The court confirmed that:
  1. This provision contained nothing which offended against public policy as having, or tending to have, an adverse effect on the son’s marriage and it was wholly valid.
  2. The will was drafted to secure an income to the son during the marriage, and to prevent his wife obtaining any interest, either directly under the will, or indirectly through her husband’s will, in the corpus assets and there is nothing illegal in such an intention—it is simply a case of a willmaker choosing their beneficiaries.
  3. By way of an analogy, it would be contrary to all experience to say that a remainderman of a life interest under a will, under which a person is entitled to property on the death of the life tenant, is exposed to a temptation to hasten the death of the life tenant.
  4. Most people in a civilised community respect the sanctity of marriage as well as of life, and would not be induced by pecuniary gain to destroy one or the other. It is not reasonable to suppose that the terms of the will here create any practical conflict between the son’s duty as a husband and his interest as a beneficiary – future illegal or immoral activity (that is deliberately ending the marriage) is not to be presumed.
More recently decisions have upheld partial restraints on marriage, such as preventing marriage to a person with particular characteristics (including race and religion). For example, in Seidler v Schallhofer [1982] 2 NSWLR 80, there was an agreement which contemplated the continuation of a de facto relationship for a specified period but then required that the parties either marry or end the relationship. It was held that the agreement simply formalised the financial aspects of the relationship and was appropriate given current public policy notions.

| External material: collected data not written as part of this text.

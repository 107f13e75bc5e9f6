//! Symphonia-backed file decoder. Produces interleaved float32 frames in
//! [-1, 1] at the source's native rate; the frame pump drains it one
//! callback quantum at a time.

use crate::error::{EngineError, Result};
use std::fs::File;
use std::path::Path;
use symphonia::core::{
    audio::SampleBuffer,
    codecs::DecoderOptions,
    errors::Error as SymphoniaError,
    formats::{FormatOptions, FormatReader, SeekMode, SeekTo},
    io::MediaSourceStream,
    meta::MetadataOptions,
    probe::Hint,
};
use tracing::{debug, warn};

/// Container/codec tag for the opened source. Dispatch happens inside
/// Symphonia; this tag is what status replies and the CLI report.
#[derive(Debug, Clone, Copy, PartialEq, Eq)]
pub enum Codec {
    Wav,
    Flac,
    Mp3,
    Aac,
    Ogg,
    Aiff,
    Other,
}

impl Codec {
    fn from_extension(path: &Path) -> Self {
        let ext = path
            .extension()
            .and_then(|e| e.to_str())
            .map(|e| e.to_ascii_lowercase())
            .unwrap_or_default();
        match ext.as_str() {
            "wav" | "wave" => Codec::Wav,
            "flac" => Codec::Flac,
            "mp3" => Codec::Mp3,
            "m4a" | "mp4" | "aac" => Codec::Aac,
            "ogg" | "oga" => Codec::Ogg,
            "aiff" | "aif" => Codec::Aiff,
            _ => Codec::Other,
        }
    }

    pub fn as_str(&self) -> &'static str {
        match self {
            Codec::Wav => "wav",
            Codec::Flac => "flac",
            Codec::Mp3 => "mp3",
            Codec::Aac => "aac",
            Codec::Ogg => "ogg",
            Codec::Aiff => "aiff",
            Codec::Other => "other",
        }
    }
}

/// The narrow decode capability the frame pump consumes. `Decoder` is the
/// production implementation; tests substitute slow or failing sources.
pub trait SampleSource: Send {
    /// Fill `dest` with up to `n_frames` interleaved frames, returning how
    /// many were produced. A short read means the source cannot currently
    /// yield more; zero at end of stream.
    fn read_into(&mut self, dest: &mut [f32], n_frames: usize) -> Result<usize>;
    /// Position the next read at frame `n` (± one codec frame), returning
    /// the frame index the next read will actually start at.
    fn seek_to_sample(&mut self, n: u64) -> Result<u64>;
    fn position(&self) -> u64;
    fn total_frames(&self) -> Option<u64>;
    fn sample_rate_hz(&self) -> u32;
    fn channel_count(&self) -> usize;
    fn bit_depth(&self) -> Option<u32>;
}

const MAX_DISCARDED_PACKETS: usize = 3;

pub struct Decoder {
    format: Box<dyn FormatReader>,
    decoder: Box<dyn symphonia::core::codecs::Decoder>,
    track_id: u32,
    codec: Codec,
    sample_rate: u32,
    channels: usize,
    bits_per_sample: Option<u32>,
    total: Option<u64>,
    /// Decoded-but-undelivered samples from the last packet.
    pending: Option<SampleBuffer<f32>>,
    pending_offset: usize,
    /// Frame index of the next sample `read_into` will deliver.
    next_frame: u64,
    /// Frames to silently discard after a coarse demuxer seek.
    skip_frames: u64,
    eof: bool,
}

impl Decoder {
    pub fn open(path: &Path) -> Result<Self> {
        let file = File::open(path).map_err(|e| {
            EngineError::Validation(format!("cannot open '{}': {}", path.display(), e))
        })?;
        let mss = MediaSourceStream::new(Box::new(file), Default::default());
        let mut hint = Hint::new();
        if let Some(ext) = path.extension().and_then(|e| e.to_str()) {
            hint.with_extension(ext);
        }
        let probed = symphonia::default::get_probe()
            .format(
                &hint,
                mss,
                &FormatOptions::default(),
                &MetadataOptions::default(),
            )
            .map_err(|e| {
                EngineError::Decoder(format!(
                    "unsupported or unreadable audio '{}': {}",
                    path.display(),
                    e
                ))
            })?;
        let format = probed.format;
        let track = format.default_track().ok_or_else(|| {
            EngineError::Decoder(format!("no decodable audio track in '{}'", path.display()))
        })?;
        let track_id = track.id;
        let params = track.codec_params.clone();
        let decoder = symphonia::default::get_codecs()
            .make(&params, &DecoderOptions::default())
            .map_err(|e| {
                EngineError::Decoder(format!(
                    "no decoder for '{}': {}",
                    path.display(),
                    e
                ))
            })?;
        let sample_rate = params.sample_rate.unwrap_or(48_000);
        let channels = params.channels.map(|c| c.count()).unwrap_or(1).max(1);
        let codec = Codec::from_extension(path);
        debug!(
            path = %path.display(),
            codec = codec.as_str(),
            sample_rate,
            channels,
            "opened decoder"
        );
        Ok(Self {
            format,
            decoder,
            track_id,
            codec,
            sample_rate,
            channels,
            bits_per_sample: params.bits_per_sample,
            total: params.n_frames,
            pending: None,
            pending_offset: 0,
            next_frame: 0,
            skip_frames: 0,
            eof: false,
        })
    }

    pub fn codec(&self) -> Codec {
        self.codec
    }

    /// Decode the next packet into `pending`. Returns false at end of
    /// stream. Corrupt packets are skipped, up to a small bound.
    fn refill(&mut self) -> Result<bool> {
        let mut discarded = 0;
        loop {
            if discarded > MAX_DISCARDED_PACKETS {
                return Err(EngineError::Decoder(
                    "discarded too many corrupt packets".to_string(),
                ));
            }
            let packet = match self.format.next_packet() {
                Ok(packet) => packet,
                Err(SymphoniaError::IoError(e))
                    if e.kind() == std::io::ErrorKind::UnexpectedEof =>
                {
                    self.eof = true;
                    return Ok(false);
                }
                Err(SymphoniaError::ResetRequired) => {
                    return Err(EngineError::Decoder("decoder reset required".to_string()));
                }
                Err(e) => {
                    return Err(EngineError::Decoder(format!("packet read failed: {}", e)));
                }
            };
            if packet.track_id() != self.track_id {
                continue;
            }
            match self.decoder.decode(&packet) {
                Ok(decoded) => {
                    let spec = *decoded.spec();
                    let needed = decoded.capacity() as u64;
                    let reuse = self
                        .pending
                        .as_ref()
                        .map(|b| b.capacity() >= decoded.capacity() * spec.channels.count())
                        .unwrap_or(false);
                    if !reuse {
                        self.pending = Some(SampleBuffer::<f32>::new(needed, spec));
                    }
                    let buffer = self.pending.as_mut().expect("pending buffer set above");
                    buffer.copy_interleaved_ref(decoded);
                    self.pending_offset = 0;
                    return Ok(true);
                }
                Err(SymphoniaError::DecodeError(e)) => {
                    warn!("discarding malformed packet: {}", e);
                    discarded += 1;
                }
                Err(SymphoniaError::ResetRequired) => {
                    self.decoder.reset();
                    discarded += 1;
                }
                Err(e) => {
                    return Err(EngineError::Decoder(format!("decode failed: {}", e)));
                }
            }
        }
    }
}

impl SampleSource for Decoder {
    fn read_into(&mut self, dest: &mut [f32], n_frames: usize) -> Result<usize> {
        let channels = self.channels;
        let wanted = n_frames.min(dest.len() / channels.max(1));
        let mut filled = 0_usize;
        while filled < wanted {
            let have = self
                .pending
                .as_ref()
                .map(|b| b.len().saturating_sub(self.pending_offset))
                .unwrap_or(0);
            if have == 0 {
                if self.eof || !self.refill()? {
                    break;
                }
                continue;
            }
            let have_frames = have / channels;
            if self.skip_frames > 0 {
                let skip = (self.skip_frames as usize).min(have_frames);
                self.pending_offset += skip * channels;
                self.skip_frames -= skip as u64;
                continue;
            }
            let take = have_frames.min(wanted - filled);
            let start = self.pending_offset;
            let end = start + take * channels;
            let samples = self.pending.as_ref().expect("pending checked above");
            dest[filled * channels..(filled + take) * channels]
                .copy_from_slice(&samples.samples()[start..end]);
            self.pending_offset = end;
            filled += take;
        }
        self.next_frame += filled as u64;
        Ok(filled)
    }

    fn seek_to_sample(&mut self, n: u64) -> Result<u64> {
        let clamped = match self.total {
            Some(total) => n.min(total),
            None => n,
        };
        if let Some(total) = self.total {
            // Seeking to (or past) the end is a no-op read position; the
            // demuxer would reject the timestamp.
            if clamped >= total {
                self.pending = None;
                self.pending_offset = 0;
                self.skip_frames = 0;
                self.next_frame = total;
                self.eof = true;
                return Ok(total);
            }
        }
        let seeked = self
            .format
            .seek(
                SeekMode::Accurate,
                SeekTo::TimeStamp {
                    ts: clamped,
                    track_id: self.track_id,
                },
            )
            .map_err(|e| EngineError::Decoder(format!("seek to sample {} failed: {}", n, e)))?;
        // Seeking happens in the demuxer; the codec must not carry state
        // across the discontinuity.
        self.decoder.reset();
        self.pending = None;
        self.pending_offset = 0;
        self.eof = false;
        if seeked.actual_ts <= clamped {
            self.skip_frames = clamped - seeked.actual_ts;
            self.next_frame = clamped;
        } else {
            // Overshot by part of a codec frame; the pump zero-pads the gap.
            self.skip_frames = 0;
            self.next_frame = seeked.actual_ts;
        }
        Ok(self.next_frame)
    }

    fn position(&self) -> u64 {
        self.next_frame
    }

    fn total_frames(&self) -> Option<u64> {
        self.total
    }

    fn sample_rate_hz(&self) -> u32 {
        self.sample_rate
    }

    fn channel_count(&self) -> usize {
        self.channels
    }

    fn bit_depth(&self) -> Option<u32> {
        self.bits_per_sample
    }
}

#[cfg(test)]
mod tests {
    use super::*;
    use std::path::PathBuf;

    fn write_fixture(dir: &tempfile::TempDir, frames: usize, channels: u16) -> PathBuf {
        let path = dir.path().join("fixture.wav");
        let mut samples = Vec::with_capacity(frames * channels as usize);
        for i in 0..frames {
            let t = i as f32 / 48_000.0;
            let value = (t * 440.0 * std::f32::consts::TAU).sin() * 0.5;
            for ch in 0..channels {
                // Offset the channels so interleaving mistakes show up.
                samples.push(if ch == 0 { value } else { -value });
            }
        }
        wavers::write::<f32, _>(&path, &samples, 48_000, channels).expect("fixture write");
        path
    }

    #[test]
    fn reports_stream_parameters() {
        let dir = tempfile::tempdir().unwrap();
        let path = write_fixture(&dir, 4800, 2);
        let decoder = Decoder::open(&path).unwrap();
        assert_eq!(decoder.sample_rate_hz(), 48_000);
        assert_eq!(decoder.channel_count(), 2);
        assert_eq!(decoder.total_frames(), Some(4800));
        assert_eq!(decoder.codec(), Codec::Wav);
    }

    #[test]
    fn reads_all_frames_then_short_reads() {
        let dir = tempfile::tempdir().unwrap();
        let path = write_fixture(&dir, 1000, 1);
        let mut decoder = Decoder::open(&path).unwrap();
        let mut dest = vec![0.0_f32; 512];
        let mut got = 0;
        loop {
            let n = decoder.read_into(&mut dest, 512).unwrap();
            if n == 0 {
                break;
            }
            assert!(dest[..n].iter().all(|s| s.is_finite()));
            got += n;
        }
        assert_eq!(got, 1000);
        assert_eq!(decoder.position(), 1000);
        assert_eq!(decoder.read_into(&mut dest, 512).unwrap(), 0);
    }

    #[test]
    fn seek_lands_within_one_codec_frame() {
        let dir = tempfile::tempdir().unwrap();
        let path = write_fixture(&dir, 48_000, 2);
        let mut decoder = Decoder::open(&path).unwrap();
        let target = 31_337_u64;
        let landed = decoder.seek_to_sample(target).unwrap();
        assert_eq!(landed, target);
        let mut dest = vec![0.0_f32; 8];
        decoder.read_into(&mut dest, 4).unwrap();
        // Sample value at the landing point matches the synthesized signal.
        let t = target as f32 / 48_000.0;
        let expected = (t * 440.0 * std::f32::consts::TAU).sin() * 0.5;
        assert!((dest[0] - expected).abs() < 1.0e-3);
    }

    #[test]
    fn seek_past_end_clamps_to_total() {
        let dir = tempfile::tempdir().unwrap();
        let path = write_fixture(&dir, 1000, 1);
        let mut decoder = Decoder::open(&path).unwrap();
        let landed = decoder.seek_to_sample(10_000).unwrap();
        assert_eq!(landed, 1000);
        let mut dest = vec![0.0_f32; 64];
        assert_eq!(decoder.read_into(&mut dest, 64).unwrap(), 0);
    }

    #[test]
    fn rejects_missing_file() {
        let result = Decoder::open(Path::new("/nonexistent/audio.flac"));
        assert!(matches!(result, Err(EngineError::Validation(_))));
    }
}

More recently again is the decision of Ellaway v Lawson & Anor [2006] QSC 170. This case involved a will where the entitlements of one daughter were conditional on her divorce from her then current husband, or his death (assumedly due to natural causes), whichever occurred first.

Arguably applying The Vibe it was held the reason for the approach was the mother's desire to protect the daughter's finances - and not a wish to see the daughter get divorced or the son in law die. On this basis the provisions in the will were held to be valid.

Similarly, the decision in Jones v Krawczyk [2011] NSWSC 139 also involved a will where a daughter was prohibited from being a potential beneficiary of a testamentary trust so long as she was married to, or living with, her husband (his death was not specifically mentioned). The decision based on public policy, was that the restriction was valid as a being motivated by a desire to protect the daughter, rather than trying to force the daughter to get a divorce.

In contrast however, there remain situations where the courts will strike down agreements that will offend the public interest, perhaps the highest profile example being the claim bought by a form of 'defacto spouse' against married businessman Richard Pratt (see Ashton v Pratt (No 2) [2012] NSWSC 3).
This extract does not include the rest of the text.